Commissioned by King Cyrus of Persia, a remnant of Jewish exiles had returned to Jerusalem. They were being led by Zerubbabel, their secular leader, and Joshua, their spiritual leader. They eagerly began rebuilding the temple by laying a new foundation, but soon opposition coming from the Samaritans led to a suspension of their work.
For the next 16 years the people of God put off rebuilding the temple. Finally, around 520 BC God sent two different prophets to admonish the exiles to continue and complete the work they’d begun. These men were Haggai and Zechariah. Last week we studied Haggai’s message to the people, and this week we will briefly examine some excerpts from Zechariah’s writings.
Internal evidences and quotations within their writings seem to suggest that Haggai was an older man, likely 75 years of age or more, while Zechariah was much younger, perhaps in his 20’s or 30’s. Not only was there age quite different, but so was their literary style. As such, together they likely appealed to a more diverse audience of listeners. But while their approach differed, their message was the same!
The book of Zechariah has 14 chapters, but the final ones (9-14) were written sometime well after the days of Zerubbabel when the temple had already been rebuilt. Therefore, for the purposes of this study we will focus on the first 8 chapters only. After opening with a call to repentance, the young prophet describes a series of 8 visions that he had over the course of a single night. Each of them, when interrupted, are designed to encourage the Jews and motivate them to rebuild.
Have you ever had one of those nights where you couldn’t sleep because so many things kept creeping into your mind? If you have, then you’ll be able to relate extremely well to Zechariah. He was up all night listening to God! His 8 nighttime visions will be the focus of today’s message. Hopefully this sermon (like Zechariah’s visions) will keep you awake...
I. The Horsemen Among Myrtle Trees (1:717)
Zechariah sees a man riding a red horse, which was standing amongst myrtle trees in a ravine. With him there were also other horses - red, white, and sorrel. The man riding the horse is identified as the angel of the Lord. He explains that these horses have been sent by the Lord to patrol the earth, and that they have discovered that all is peaceful and quiet. The angel of the Lord then cries out to God asking, “How long will you withhold your compassion from Judah and Jerusalem?” God responds by assuring that His temple will be rebuilt and His compassion renewed.

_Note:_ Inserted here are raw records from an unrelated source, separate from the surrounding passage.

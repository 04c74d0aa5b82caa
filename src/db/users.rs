//! Credential store queries.
//!
//! Callers pass emails already normalized (see `api::validation`); the
//! store compares byte-for-byte. The `UNIQUE` constraint on `users.email`
//! is the backstop for concurrent registrations that both pass the
//! pre-insert duplicate check.

use sqlx::SqlitePool;

use super::models::{NewUser, User};

pub async fn find_by_email(pool: &SqlitePool, email: &str) -> sqlx::Result<Option<User>> {
    sqlx::query_as("SELECT * FROM users WHERE email = ?")
        .bind(email)
        .fetch_optional(pool)
        .await
}

/// Insert a new user and return the assigned id. A duplicate email
/// surfaces as a database error carrying a UNIQUE constraint violation.
pub async fn insert(pool: &SqlitePool, user: &NewUser) -> sqlx::Result<i64> {
    let result = sqlx::query("INSERT INTO users (name, email, password_hash) VALUES (?, ?, ?)")
        .bind(&user.name)
        .bind(&user.email)
        .bind(&user.password_hash)
        .execute(pool)
        .await?;
    Ok(result.last_insert_rowid())
}

pub async fn count(pool: &SqlitePool) -> sqlx::Result<i64> {
    let row: (i64,) = sqlx::query_as("SELECT COUNT(*) FROM users")
        .fetch_one(pool)
        .await?;
    Ok(row.0)
}
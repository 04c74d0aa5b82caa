//! Registration, login, and the session gate.
//!
//! Registration and login orchestrate the credential store, the password
//! hasher, and the token issuer. The gate (`auth_middleware`) verifies the
//! bearer token on every protected request independently; there is no
//! server-side session state.

use axum::{
    async_trait,
    body::Body,
    extract::{FromRequestParts, State},
    http::{request::Parts, HeaderMap, Request, StatusCode},
    middleware::Next,
    response::Response,
    Json,
};
use serde::{Deserialize, Serialize};
use std::sync::Arc;

use crate::api::error::ApiError;
use crate::api::validation::{non_blank, non_empty, normalize_email};
use crate::crypto;
use crate::db::{users, AuthResponse, LoginRequest, NewUser, RegisterRequest, UserResponse};
use crate::token::Claims;
use crate::AppState;

const MISSING_FIELDS: &str = "Email and password are required.";
const INVALID_CREDENTIALS: &str = "Invalid email or password.";

/// The authenticated identity echoed by `GET /api/auth/me`.
#[derive(Debug, Serialize, Deserialize)]
pub struct CurrentUserResponse {
    pub id: i64,
    pub email: String,
    pub role: String,
}

/// Register endpoint
pub async fn register(
    State(state): State<Arc<AppState>>,
    Json(request): Json<RegisterRequest>,
) -> Result<(StatusCode, Json<AuthResponse>), ApiError> {
    let email = request
        .email
        .as_deref()
        .and_then(non_blank)
        .ok_or_else(|| ApiError::bad_request(MISSING_FIELDS))?;
    let password = request
        .password
        .as_deref()
        .and_then(non_empty)
        .ok_or_else(|| ApiError::bad_request(MISSING_FIELDS))?;

    let email = normalize_email(email);
    let name = request
        .name
        .as_deref()
        .and_then(non_blank)
        .map(str::to_string);

    // Friendly pre-check; the UNIQUE constraint on insert is the backstop
    // for the concurrent-registration race.
    if users::find_by_email(&state.db, &email).await?.is_some() {
        return Err(ApiError::conflict("Email already registered."));
    }

    let password_hash = crypto::hash_password(password).await.map_err(|e| {
        tracing::error!("Password hashing failed: {}", e);
        ApiError::internal("Internal server error.")
    })?;

    let new_user = NewUser {
        name,
        email,
        password_hash,
    };
    let id = users::insert(&state.db, &new_user).await?;

    let token = issue_token(&state, id, &new_user.email, "user")?;

    tracing::info!("Registered user {}", new_user.email);

    let user = UserResponse {
        id,
        name: new_user.name,
        email: new_user.email,
        role: "user".to_string(),
    };
    Ok((StatusCode::CREATED, Json(AuthResponse { token, user })))
}

/// Login endpoint
pub async fn login(
    State(state): State<Arc<AppState>>,
    Json(request): Json<LoginRequest>,
) -> Result<Json<AuthResponse>, ApiError> {
    let email = request
        .email
        .as_deref()
        .and_then(non_blank)
        .ok_or_else(|| ApiError::bad_request(MISSING_FIELDS))?;
    let password = request
        .password
        .as_deref()
        .and_then(non_empty)
        .ok_or_else(|| ApiError::bad_request(MISSING_FIELDS))?;

    let email = normalize_email(email);

    // An unknown email and a wrong password produce the same response, so
    // login cannot be used to probe which addresses have accounts.
    let user = users::find_by_email(&state.db, &email)
        .await?
        .ok_or_else(|| ApiError::unauthorized(INVALID_CREDENTIALS))?;

    if !crypto::verify_password(password, &user.password_hash).await {
        return Err(ApiError::unauthorized(INVALID_CREDENTIALS));
    }

    let token = issue_token(&state, user.id, &user.email, &user.role)?;

    Ok(Json(AuthResponse {
        token,
        user: UserResponse::from(user),
    }))
}

/// Current-user endpoint; sits behind the session gate.
pub async fn me(claims: Claims) -> Json<CurrentUserResponse> {
    Json(CurrentUserResponse {
        id: claims.sub,
        email: claims.email,
        role: claims.role,
    })
}

fn issue_token(state: &AppState, id: i64, email: &str, role: &str) -> Result<String, ApiError> {
    state.keys.issue(id, email, role).map_err(|e| {
        tracing::error!("Token issuance failed: {}", e);
        ApiError::internal("Internal server error.")
    })
}

fn bearer_token(headers: &HeaderMap) -> Option<&str> {
    headers
        .get("Authorization")
        .and_then(|h| h.to_str().ok())
        .and_then(|h| h.strip_prefix("Bearer "))
}

/// Session gate: require a valid bearer token, attach the decoded claims
/// to the request, and only then run the protected handler.
pub async fn auth_middleware(
    State(state): State<Arc<AppState>>,
    mut request: Request<Body>,
    next: Next,
) -> Result<Response, ApiError> {
    let token = bearer_token(request.headers())
        .ok_or_else(|| ApiError::unauthorized("Authorization header missing."))?;

    let claims = state
        .keys
        .verify(token)
        .map_err(|_| ApiError::unauthorized("Invalid or expired token."))?;

    request.extensions_mut().insert(claims);
    Ok(next.run(request).await)
}

/// Extractor for the authenticated identity. Reads the claims the gate
/// attached, or verifies the header itself on routes without the layer.
#[async_trait]
impl FromRequestParts<Arc<AppState>> for Claims {
    type Rejection = ApiError;

    async fn from_request_parts(
        parts: &mut Parts,
        state: &Arc<AppState>,
    ) -> Result<Self, Self::Rejection> {
        if let Some(claims) = parts.extensions.get::<Claims>() {
            return Ok(claims.clone());
        }

        let token = bearer_token(&parts.headers)
            .ok_or_else(|| ApiError::unauthorized("Authorization header missing."))?;
        state
            .keys
            .verify(token)
            .map_err(|_| ApiError::unauthorized("Invalid or expired token."))
    }
}
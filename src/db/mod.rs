mod models;
pub mod users;

pub use models::*;

use anyhow::Result;
use sqlx::{sqlite::SqlitePoolOptions, SqlitePool};
use std::path::Path;
use tracing::info;

pub type DbPool = SqlitePool;

/// Execute a SQL migration file, properly handling comments
async fn execute_sql(pool: &SqlitePool, sql: &str) -> Result<()> {
    for statement in sql.split(';') {
        // Strip SQL comment lines (lines starting with --)
        let cleaned: String = statement
            .lines()
            .filter(|line| !line.trim().starts_with("--"))
            .collect::<Vec<_>>()
            .join("\n");
        let trimmed = cleaned.trim();
        if !trimmed.is_empty() {
            sqlx::query(trimmed).execute(pool).await?;
        }
    }
    Ok(())
}

pub async fn init(data_dir: &Path) -> Result<DbPool> {
    let db_path = data_dir.join("dealdesk.db");
    let db_url = format!("sqlite:{}?mode=rwc", db_path.display());

    info!("Initializing database at {}", db_path.display());

    let pool = SqlitePoolOptions::new()
        .max_connections(5)
        .connect(&db_url)
        .await?;

    // Enable WAL mode for better concurrency
    sqlx::query("PRAGMA journal_mode = WAL")
        .execute(&pool)
        .await?;
    sqlx::query("PRAGMA synchronous = NORMAL")
        .execute(&pool)
        .await?;
    sqlx::query("PRAGMA foreign_keys = ON")
        .execute(&pool)
        .await?;

    run_migrations(&pool).await?;

    info!("Database initialized successfully");
    Ok(pool)
}

async fn run_migrations(pool: &SqlitePool) -> Result<()> {
    info!("Running database migrations...");

    // Migration 001: users table
    execute_sql(pool, include_str!("../../migrations/001_users.sql")).await?;

    Ok(())
}

/// In-memory database for tests. A single connection is required: every
/// sqlite `:memory:` connection is its own database.
#[cfg(test)]
pub(crate) async fn init_in_memory() -> Result<DbPool> {
    let pool = SqlitePoolOptions::new()
        .max_connections(1)
        .connect("sqlite::memory:")
        .await?;
    run_migrations(&pool).await?;
    Ok(pool)
}
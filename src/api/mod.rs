pub mod auth;
mod error;
pub mod validation;

pub use error::{ApiError, ErrorCode};

use axum::{
    http::{header, HeaderValue, Method},
    middleware,
    routing::{get, post},
    Json, Router,
};
use std::sync::Arc;
use tower_http::{cors::CorsLayer, trace::TraceLayer};

use crate::AppState;

pub fn create_router(state: Arc<AppState>) -> Router {
    // Auth routes (public)
    let auth_routes = Router::new()
        .route("/register", post(auth::register))
        .route("/login", post(auth::login));

    // Routes behind the session gate
    let protected_routes = Router::new().route("/me", get(auth::me)).layer(
        middleware::from_fn_with_state(state.clone(), auth::auth_middleware),
    );

    // A single permitted development origin; the dashboard sends the
    // bearer token with credentials on.
    let origin = state
        .config
        .cors
        .allowed_origin
        .parse::<HeaderValue>()
        .expect("Invalid cors.allowed_origin");
    let cors = CorsLayer::new()
        .allow_origin(origin)
        .allow_methods([Method::GET, Method::POST])
        .allow_headers([header::AUTHORIZATION, header::CONTENT_TYPE])
        .allow_credentials(true);

    Router::new()
        .route("/api/health", get(health_check))
        .nest("/api/auth", auth_routes.merge(protected_routes))
        .layer(TraceLayer::new_for_http())
        .layer(cors)
        .with_state(state)
}

async fn health_check() -> Json<serde_json::Value> {
    Json(serde_json::json!({ "status": "ok" }))
}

II. The 4 Horns and 4 Craftsmen (1:1821)
Zechariah sees four horns, which the angel identifies as nations that “have scattered” Israel, Judah, and Jerusalem. Some scholars suggest that they may represent Assyria, Babylon, Persia, and Greece. Then he sees four craftsmen, which are identified as nations who have been sent to defeat the horns and thereby rescue God’s people from their oppression. Some scholars propose that they are Babylon, Persia, Greece, and Rome. Regardless of the exact identity of the horns and craftsman, the point is that God has always delivered His children and always will.
III. The Man with a Measuring Line (2:113)
Zechariah sees a man with a measuring line in his hand who is going to measure the dimensions of Jerusalem. An angel says that Jerusalem will be inhabited with a multitude of people and cattle so great that walls will be unable to contain them. In that day, the Lord himself “will be a wall of fire around her and the glory in her midst.” Since its destruction, Jerusalem had become an inconsequential and somewhat desolate city, but this vision pictures a complete and glorious restoration.
IV. Clean Garments for Joshua the High Priest (3:110)
Zechariah sees Joshua the high priest standing before the LORD wearing filthy garments, and Satan is there also making accusations against him. The LORD silences Satan, tells Joshua that his iniquities have been removed, and then charges the angels to put clean robes and a turban on him. God then promises that Joshua will have charge over His house (implying that it will be rebuilt). The point is that God is personally blessing and exalting Joshua the high priest, who is the spiritual leader during this era of rebuilding.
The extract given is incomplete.